To get to grips with what's happening on the streets of Paris — and, now, every other major French city — the first piece of equipment required is a helmet. Preferably a motorcycle helmet but, in a pinch, a bike helmet will do. Anything to protect from flying projectiles, bat-wielding demonstrators and baton-equipped riot police.

Even better: find a balcony. High enough to be above the fray, something that offers perspective over the scene and permits observation of the charge and counter-charge, formation, dispersal and re-formation taking place below but, most important, also puts you out of range of the missile throwers, and most of the drifts of tear gas.

Thus on Tuesday, with a CBS news crew, I found myself on the fifth floor balcony of an elegant apartment overlooking the Place de la Republique, the finish point for the 3-mile march through Paris that began across town, on the other side of the Seine, at Place d'Italie. Watching with us was our host, Jerome Godefroy, a journalist with the French radio station RTL, who spent most of the last decade living and reporting in Washington and New York.

At the bottom of the square, marchers continued to arrive. Student organizers put the figure at 700,000. The police called it at 92,000, laughably low. (There is a very political and long battle for demonstration numbers in France. An example: in Marseille, also on Tuesday, police said 25,000 were on the streets. The students and unions said 250,000. As Godefroy said, "someone can't count").

However many, most of the marchers dispersed quickly and peacefully. Their numbers included students from some of France's most elite universities, now on strike for more than five weeks. Joining them were their older supporters; the grown ups, members of France's unions, a diverse lot including everyone from train drivers to archaeologists, and the rainbow colored factions of the French left. There were high school students too, some marching with their parents behind the banners of their Lycees.

Most of the march had a carnival atmosphere, led by rappers and be-bop artists, the signature tune "Generation Non Non," blasting out along the route. Godefroy laughed as we watched the red and orange flags of the Trotskyists parade along the perimeter. "Look, now you don't have to go to North Korea," he said.

Place de la Republique is a long rectangle. On the north side are the chateau-like living quarters for an elite police unit that provides diplomatic and presidential security. A treed park, with sandy boules courts dominates the center, bisected by an unfortunate statue representing the ideals of the Republic. Below us, the local MacDonald's had taken the precaution of boarding its windows and closing.

To our left, and at every point of entry to the square were lines of riot police, the CRS. They have quite a reputation for head-banging violence, but last night had been put on notice by Interior Minister Nicholas Sarkozy, who told them the protests would be a test for them, asked them to remember that some of the demonstrators were very young, and ordered them to restrict their violence to the "casseurs" (literally, "the breakers," the widely-used French slang term for those protesters who resort to violence and vandalism. The French like to think that most of them come from the same immigrant-dominated suburbs swept by riots last fall).

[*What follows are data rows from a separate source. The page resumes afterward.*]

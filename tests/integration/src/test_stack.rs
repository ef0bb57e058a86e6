//! Custom middlewares interposed around the built-in steps.

#[cfg(test)]
mod tests {
    use std::sync::Arc;

    use http::StatusCode;
    use parking_lot::Mutex;
    use rustack_client_http::{
        ClientConfig, ClientError, ClosureMiddleware, Endpoint, Handler, HandlerFuture,
        HttpContext, HttpRequest, HttpResponse, Middleware, OperationOutput, Position,
    };

    use crate::init_tracing;
    use crate::operations::{GetBucketTaggingInput, GetBucketTaggingOutput, get_bucket_tagging};
    use crate::transport::{MemoryTransport, Reply};

    type Output = OperationOutput<GetBucketTaggingOutput>;
    type Log = Arc<Mutex<Vec<String>>>;

    /// Records the host it sees on the way in and the status on the way out.
    struct Probe {
        id: &'static str,
        log: Log,
    }

    impl Middleware<HttpRequest, Output> for Probe {
        fn id(&self) -> &str {
            self.id
        }

        fn handle<'a>(
            &'a self,
            ctx: &'a HttpContext,
            request: HttpRequest,
            next: &'a dyn Handler<HttpRequest, Output>,
        ) -> HandlerFuture<'a, Output> {
            Box::pin(async move {
                self.log
                    .lock()
                    .push(format!("{} before host={:?}", self.id, request.host));
                let result = next.handle(ctx, request).await;
                let outcome = match &result {
                    Ok(out) => out.response.status.as_u16().to_string(),
                    Err(_) => "error".to_owned(),
                };
                self.log.lock().push(format!("{} after {outcome}", self.id));
                result
            })
        }
    }

    fn probe(id: &'static str, log: &Log) -> Probe {
        Probe {
            id,
            log: Arc::clone(log),
        }
    }

    fn context() -> HttpContext {
        ClientConfig::default()
            .context("S3", "GetBucketTagging")
            .with_endpoint(Endpoint::new("s3.local"))
    }

    fn input() -> GetBucketTaggingInput {
        GetBucketTaggingInput {
            bucket: "photos".to_owned(),
        }
    }

    #[tokio::test]
    async fn test_should_order_probes_around_endpoint_step() {
        init_tracing();
        let log = Log::default();
        let mut stack = get_bucket_tagging().unwrap();
        stack
            .build
            .intercept(Position::before("Endpoint"), probe("pre", &log))
            .unwrap();
        stack
            .build
            .intercept(Position::after("Endpoint"), probe("post", &log))
            .unwrap();
        assert_eq!(stack.build.ids(), vec!["pre", "Endpoint", "post"]);

        let transport = MemoryTransport::new(Reply::Buffered(StatusCode::OK, "<Tagging/>"));
        stack.execute(&context(), input(), &transport).await.unwrap();

        assert_eq!(
            *log.lock(),
            vec![
                "pre before host=\"\"",
                "post before host=\"s3.local\"",
                "post after 200",
                "pre after 200",
            ]
        );
    }

    #[tokio::test]
    async fn test_should_unwind_probes_on_service_error() {
        init_tracing();
        let log = Log::default();
        let mut stack = get_bucket_tagging().unwrap();
        stack
            .finalize
            .intercept(Position::First, probe("finalize", &log))
            .unwrap();

        let transport = MemoryTransport::new(Reply::Buffered(
            StatusCode::NOT_FOUND,
            "<Error><Code>NoSuchBucket</Code></Error>",
        ));
        let err = stack.execute(&context(), input(), &transport).await.unwrap_err();
        assert!(matches!(err, ClientError::Service(_)));
        assert_eq!(
            *log.lock(),
            vec!["finalize before host=\"s3.local\"", "finalize after error"]
        );
    }

    #[tokio::test]
    async fn test_should_short_circuit_before_transport() {
        init_tracing();
        let mut stack = get_bucket_tagging().unwrap();
        stack
            .finalize
            .intercept(
                Position::First,
                ClosureMiddleware::new::<HttpRequest, Output>("Cache", |_ctx, _request, _next| {
                    Box::pin(async {
                        let mut out = OperationOutput::new(HttpResponse::new(StatusCode::OK, ""));
                        out.output = Some(GetBucketTaggingOutput { tags: Vec::new() });
                        Ok(out)
                    })
                }),
            )
            .unwrap();

        let transport = MemoryTransport::default();
        let output = stack.execute(&context(), input(), &transport).await.unwrap();
        assert!(output.tags.is_empty());
        assert!(transport.requests().is_empty());
    }

    #[tokio::test]
    async fn test_should_share_attributes_between_steps() {
        #[derive(Debug, Clone, PartialEq)]
        struct Attempt(u32);

        init_tracing();
        let mut stack = get_bucket_tagging().unwrap();
        stack
            .build
            .intercept(
                Position::First,
                ClosureMiddleware::new::<HttpRequest, Output>("Stamp", |ctx, request, next| {
                    ctx.insert_attribute(Attempt(1));
                    next.handle(ctx, request)
                }),
            )
            .unwrap();
        stack
            .finalize
            .intercept(
                Position::Last,
                ClosureMiddleware::new::<HttpRequest, Output>("Header", |ctx, mut request, next| {
                    let attempt = ctx.attribute::<Attempt>().map_or(0, |a| a.0);
                    if let Err(err) = request.set_header("x-attempt", &attempt.to_string()) {
                        return Box::pin(async move { Err(err) });
                    }
                    next.handle(ctx, request)
                }),
            )
            .unwrap();

        let transport = MemoryTransport::new(Reply::Buffered(StatusCode::OK, "<Tagging/>"));
        let ctx = context();
        stack.execute(&ctx, input(), &transport).await.unwrap();

        assert_eq!(ctx.attribute::<Attempt>(), Some(Attempt(1)));
        assert_eq!(transport.requests()[0].header("x-attempt"), Some("1"));
    }
}
impl SessionListeners {
    fn acquire<S: PointerListenerScope>(scope: &mut S) -> Self {
        Self {
            pointer_move: scope.subscribe(SessionListenerKind::PointerMove),
            pointer_up: scope.subscribe(SessionListenerKind::PointerUp),
        }
    }

    fn release<S: PointerListenerScope>(self, scope: &mut S) {
        scope.unsubscribe(self.pointer_move);
        scope.unsubscribe(self.pointer_up);
    }
}

#[derive(Debug)]
struct DragSession {
    id: u64,
    axis: SplitAxis,
    bounds: ClampBounds,
    /// Baseline for `on_change` repeat suppression.
    last_change: f64,
    listeners: SessionListeners,
}

/// What remains of a session once its listeners and throttle are released.
#[derive(Debug, Clone, Copy)]
struct EndedSession {
    id: u64,
    axis: SplitAxis,
    bounds: ClampBounds,
    dropped_pending: bool,
}

/// Drag session controller for one split handle.
///
/// Dropping the controller tears down any active session, the same way a
/// host unmount does.
pub struct SplitDragController<S, G, H>
where
    S: PointerListenerScope,
    G: ContainerBounds,
    H: SplitHandler,
{
    props: SplitProps,
    bounds: ClampBounds,
    throttle: ThrottleGate<PointerPosition>,
    scope: S,
    geometry: G,
    handler: H,
    session: Option<DragSession>,
    next_session_id: u64,
}

impl<S, G, H> std::fmt::Debug for SplitDragController<S, G, H>
where
    S: PointerListenerScope,
    G: ContainerBounds,
    H: SplitHandler,
{
    fn fmt(&self, f: &mut std::fmt::Formatter<'_>) -> std::fmt::Result {
        f.debug_struct("SplitDragController")
            .field("props", &self.props)
            .field("bounds", &self.bounds)
            .field("session", &self.session)
            .field("throttle_pending", &self.throttle.has_pending())
            .finish_non_exhaustive()
    }
}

From our vantage point on the fifth floor, it was clear that the police had a plan. Unlike the end of the demonstration last Thursday, which resulted in sustained and ferocious battles on the open Esplanade des Invalides that went on for hours, on Tuesday the police moved to divide groups of protesters, dispersing them from the square. No critical mass that could effectively confront the police built up.

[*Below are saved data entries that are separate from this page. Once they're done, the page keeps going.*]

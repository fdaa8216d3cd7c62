#![forbid(unsafe_code)]

//! Policy-as-data configuration for split drag handles.
//!
//! Collects the tunable parameters of a split handle into one
//! [`SplitDragConfig`] that can be loaded from TOML or JSON (with the `config`
//! feature) instead of being compiled in.
//!
//! ```toml
//! # splitdrag.toml
//! minimum_percentage = 15.0
//! updates_per_second = 60
//! leading_edge = true
//! ```
//!
//! ```rust,ignore
//! let config = SplitDragConfig::from_toml_file("splitdrag.toml")?;
//! let config = SplitDragConfig::from_json_str(json)?;
//! ```
//!
//! Missing fields take their defaults, so `SplitDragConfig::default()` is the
//! behavior of a handle nobody configured: 20..=80 percent, 30 updates per
//! second, trailing-edge throttling.

#[cfg(feature = "config")]
use std::path::Path;

use core::time::Duration;

#[cfg(feature = "config")]
use serde::{Deserialize, Serialize};

use crate::split::{ClampBounds, DEFAULT_MINIMUM_PERCENTAGE};
use crate::throttle::{DEFAULT_UPDATES_PER_SECOND, ThrottleConfig};

/// Split handle configuration.
#[derive(Debug, Clone, Copy, PartialEq)]
#[cfg_attr(feature = "config", derive(Serialize, Deserialize))]
#[cfg_attr(feature = "config", serde(default))]
pub struct SplitDragConfig {
    /// Distance of the clamp bounds from either edge, in percent (default: 20).
    pub minimum_percentage: f64,
    /// Maximum intermediate updates per second during a drag (default: 30).
    pub updates_per_second: u32,
    /// Deliver the first move of a burst immediately (default: false).
    pub leading_edge: bool,
}

impl Default for SplitDragConfig {
    fn default() -> Self {
        Self {
            minimum_percentage: DEFAULT_MINIMUM_PERCENTAGE,
            updates_per_second: DEFAULT_UPDATES_PER_SECOND,
            leading_edge: false,
        }
    }
}

impl SplitDragConfig {
    /// Load from a TOML string.
    #[cfg(feature = "config")]
    pub fn from_toml_str(s: &str) -> Result<Self, SplitConfigError> {
        let config: Self = toml::from_str(s)?;
        config.validate()?;
        Ok(config)
    }

    /// Load from a TOML file on disk.
    #[cfg(feature = "config")]
    pub fn from_toml_file(path: impl AsRef<Path>) -> Result<Self, SplitConfigError> {
        let content = std::fs::read_to_string(path.as_ref())?;
        Self::from_toml_str(&content)
    }

    /// Load from a JSON string.
    #[cfg(feature = "config")]
    pub fn from_json_str(s: &str) -> Result<Self, SplitConfigError> {
        let config: Self = serde_json::from_str(s)?;
        config.validate()?;
        Ok(config)
    }

    /// Load from a JSON file on disk.
    #[cfg(feature = "config")]
    pub fn from_json_file(path: impl AsRef<Path>) -> Result<Self, SplitConfigError> {
        let content = std::fs::read_to_string(path.as_ref())?;
        Self::from_json_str(&content)
    }

    /// Check every parameter, reporting the first one out of range.
    pub fn validate(&self) -> Result<(), SplitConfigError> {
        self.clamp_bounds()?;
        self.throttle_config()?;
        Ok(())
    }

    /// Clamp bounds derived from `minimum_percentage`.
    pub fn clamp_bounds(&self) -> Result<ClampBounds, SplitConfigError> {
        ClampBounds::symmetric(self.minimum_percentage)
    }

    /// Throttle parameters derived from `updates_per_second` and `leading_edge`.
    pub fn throttle_config(&self) -> Result<ThrottleConfig, SplitConfigError> {
        if self.updates_per_second == 0 {
            return Err(SplitConfigError::ZeroUpdateRate);
        }
        Ok(ThrottleConfig {
            interval: Duration::from_secs(1) / self.updates_per_second,
            leading_edge: self.leading_edge,
        })
    }
}

/// Errors from building or loading a [`SplitDragConfig`].
#[derive(Debug, thiserror::Error)]
pub enum SplitConfigError {
    #[error("clamp margin must be within [0, 50] percent (got {margin})")]
    InvalidClampMargin { margin: f64 },
    #[error("updates per second must be > 0")]
    ZeroUpdateRate,
    #[cfg(feature = "config")]
    #[error("failed to read config file: {0}")]
    Io(#[from] std::io::Error),
    #[cfg(feature = "config")]
    #[error("invalid TOML config: {0}")]
    Toml(#[from] toml::de::Error),
    #[cfg(feature = "config")]
    #[error("invalid JSON config: {0}")]
    Json(#[from] serde_json::Error),
}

Groups would gather, a chant would go up, bottles and stones would fly, the police would charge, everyone would scatter and, moments later, drift back together again, some of the action lost under the canopy of trees.

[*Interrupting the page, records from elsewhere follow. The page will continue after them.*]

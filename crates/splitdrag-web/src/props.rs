#![forbid(unsafe_code)]

//! Caller-owned split handle properties and the divider style hint.

use std::fmt;

use splitdrag_core::split::SplitAxis;

/// Properties supplied by the embedding caller.
///
/// The caller owns `split_percentage`; the controller only reads it as the
/// last known value for change detection and never persists it.
#[derive(Debug, Clone, Copy, PartialEq)]
pub struct SplitProps {
    /// Axis the divider resizes along.
    pub direction: SplitAxis,
    /// Currently committed percentage.
    pub split_percentage: f64,
}

impl SplitProps {
    /// Create props for a divider at `split_percentage` along `direction`.
    #[must_use]
    pub const fn new(direction: SplitAxis, split_percentage: f64) -> Self {
        Self {
            direction,
            split_percentage,
        }
    }

    /// Offset style the rendering layer applies to the divider element.
    #[must_use]
    pub const fn offset_style(&self) -> SplitOffsetStyle {
        SplitOffsetStyle {
            property: self.direction.offset_property(),
            percentage: self.split_percentage,
        }
    }
}

/// Style hint positioning the divider: `top: P%` or `left: P%`.
#[derive(Debug, Clone, Copy, PartialEq)]
pub struct SplitOffsetStyle {
    /// `"top"` for vertical splits, `"left"` for horizontal ones.
    pub property: &'static str,
    /// Offset along the split axis, in percent of the container.
    pub percentage: f64,
}

impl fmt::Display for SplitOffsetStyle {
    fn fmt(&self, f: &mut fmt::Formatter<'_>) -> fmt::Result {
        write!(f, "{}: {}%", self.property, self.percentage)
    }
}

#[cfg(test)]
mod tests {
    use super::*;

    #[test]
    fn vertical_split_offsets_top() {
        let style = SplitProps::new(SplitAxis::Vertical, 35.5).offset_style();
        assert_eq!(style.property, "top");
        assert_eq!(style.to_string(), "top: 35.5%");
    }

    #[test]
    fn horizontal_split_offsets_left() {
        let style = SplitProps::new(SplitAxis::Horizontal, 50.0).offset_style();
        assert_eq!(style.to_string(), "left: 50%");
    }
}
#![forbid(unsafe_code)]

//! Host boundary: listener registration, container geometry, and callbacks.
//!
//! The controller never talks to a DOM or a window system directly. Everything
//! it needs from the embedding environment goes through three small traits:
//!
//! - [`PointerListenerScope`]: subscribe/unsubscribe pointer-move and
//!   pointer-up observation at the broadest scope the host has (a document in
//!   capture phase, a window, a seat). Drags keep tracking after the pointer
//!   leaves the handle's bounds.
//! - [`ContainerBounds`]: read the live bounding box of the container the
//!   handle resizes within, or `None` when it is detached.
//! - [`SplitHandler`]: receive `on_change` / `on_release` percentages.
//!
//! [`ListenerRegistry`] is an in-memory scope for hosts that route events
//! themselves (and for tests).

use splitdrag_core::geometry::BoundingBox;

/// Pointer observations a drag session subscribes to.
#[derive(Debug, Clone, Copy, PartialEq, Eq, Hash)]
pub enum SessionListenerKind {
    PointerMove,
    PointerUp,
}

impl SessionListenerKind {
    /// DOM event type for this observation.
    #[must_use]
    pub const fn event_type(self) -> &'static str {
        match self {
            Self::PointerMove => "pointermove",
            Self::PointerUp => "pointerup",
        }
    }
}

/// Opaque handle identifying one host listener registration.
#[derive(Debug, Clone, Copy, PartialEq, Eq, Hash)]
pub struct ListenerHandle(u64);

impl ListenerHandle {
    /// Wrap a host-specific registration id.
    #[must_use]
    pub const fn new(raw: u64) -> Self {
        Self(raw)
    }

    /// Host-specific registration id.
    #[must_use]
    pub const fn raw(self) -> u64 {
        self.0
    }
}

/// Broad-scope pointer observation owned by the host.
///
/// Implementations must tolerate `unsubscribe` of a handle that is no longer
/// registered (a no-op).
pub trait PointerListenerScope {
    /// Start observing `kind` events; the returned handle ends the observation.
    fn subscribe(&mut self, kind: SessionListenerKind) -> ListenerHandle;

    /// Stop the observation identified by `handle`.
    fn unsubscribe(&mut self, handle: ListenerHandle);
}

impl<T: PointerListenerScope + ?Sized> PointerListenerScope for &mut T {
    fn subscribe(&mut self, kind: SessionListenerKind) -> ListenerHandle {
        (**self).subscribe(kind)
    }

    fn unsubscribe(&mut self, handle: ListenerHandle) {
        (**self).unsubscribe(handle);
    }
}

/// Read access to the live container geometry.
///
/// Called on every processed move and release; implementations should read
/// the current box rather than a cached one, so resizes and reflows during a
/// drag are picked up immediately.
pub trait ContainerBounds {
    /// Current container box, or `None` if it cannot be read.
    fn container_bounds(&self) -> Option<BoundingBox>;
}

impl<F> ContainerBounds for F
where
    F: Fn() -> Option<BoundingBox>,
{
    fn container_bounds(&self) -> Option<BoundingBox> {
        self()
    }
}

/// Receiver for split percentages.
///
/// Both methods default to no-ops, so a handler only implements what it
/// consumes.
pub trait SplitHandler {
    /// Intermediate, throttled percentage during a drag.
    fn on_change(&mut self, percentage: f64) {
        let _ = percentage;
    }

    /// Final percentage at release; at most once per drag.
    fn on_release(&mut self, percentage: f64) {
        let _ = percentage;
    }
}

impl<T: SplitHandler + ?Sized> SplitHandler for &mut T {
    fn on_change(&mut self, percentage: f64) {
        (**self).on_change(percentage);
    }

    fn on_release(&mut self, percentage: f64) {
        (**self).on_release(percentage);
    }
}

/// Handler that ignores every percentage.
#[derive(Debug, Clone, Copy, Default)]
pub struct NoopSplitHandler;

impl SplitHandler for NoopSplitHandler {}

/// Handler built from two closures.
pub struct SplitCallbacks<C, R> {
    on_change: C,
    on_release: R,
}

impl<C, R> SplitCallbacks<C, R>
where
    C: FnMut(f64),
    R: FnMut(f64),
{
    /// Pair an `on_change` and an `on_release` closure.
    pub fn new(on_change: C, on_release: R) -> Self {
        Self {
            on_change,
            on_release,
        }
    }
}

impl<C, R> std::fmt::Debug for SplitCallbacks<C, R> {
    fn fmt(&self, f: &mut std::fmt::Formatter<'_>) -> std::fmt::Result {
        f.debug_struct("SplitCallbacks").finish_non_exhaustive()
    }
}

impl<C, R> SplitHandler for SplitCallbacks<C, R>
where
    C: FnMut(f64),
    R: FnMut(f64),
{
    fn on_change(&mut self, percentage: f64) {
        (self.on_change)(percentage);
    }

    fn on_release(&mut self, percentage: f64) {
        (self.on_release)(percentage);
    }
}

/// In-memory listener scope.
///
/// Hands out sequential handles and tracks which registrations are live.
/// Removing an unknown or already-removed handle is a no-op.
#[derive(Debug, Clone, Default)]
pub struct ListenerRegistry {
    active: Vec<(ListenerHandle, SessionListenerKind)>,
    next_id: u64,
    subscribed_total: u64,
}

impl ListenerRegistry {
    /// Create an empty registry.
    #[must_use]
    pub fn new() -> Self {
        Self::default()
    }

    /// Number of live registrations.
    #[must_use]
    pub fn active_count(&self) -> usize {
        self.active.len()
    }

    /// Check if any live registration observes `kind`.
    #[must_use]
    pub fn is_observing(&self, kind: SessionListenerKind) -> bool {
        self.active.iter().any(|(_, k)| *k == kind)
    }

    /// Total registrations ever made (live or removed).
    #[must_use]
    pub const fn subscribed_total(&self) -> u64 {
        self.subscribed_total
    }
}

impl PointerListenerScope for ListenerRegistry {
    fn subscribe(&mut self, kind: SessionListenerKind) -> ListenerHandle {
        self.next_id = self.next_id.saturating_add(1);
        self.subscribed_total = self.subscribed_total.saturating_add(1);
        let handle = ListenerHandle::new(self.next_id);
        self.active.push((handle, kind));
        handle
    }

    fn unsubscribe(&mut self, handle: ListenerHandle) {
        self.active.retain(|(h, _)| *h != handle);
    }
}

Firecrackers banged. A group that brought along concealed incendiary bombs arrived. Two or three Molotov cocktails exploded at the feet of the riot police. Tear gas canisters were fired. There were more charges, and in one of those skirmishes, a police officer was seriously hurt.

The police have several new tools: cameras to help them recognize known trouble-makers, enabling them to better plan how to seize them, and a kind of paint-ball gun, which fires indelible ink, indelibly marking brawlers. Surprisingly, they don't use helicopters to monitor the crowd and help identify flash points and organizers as police in many other major cities do.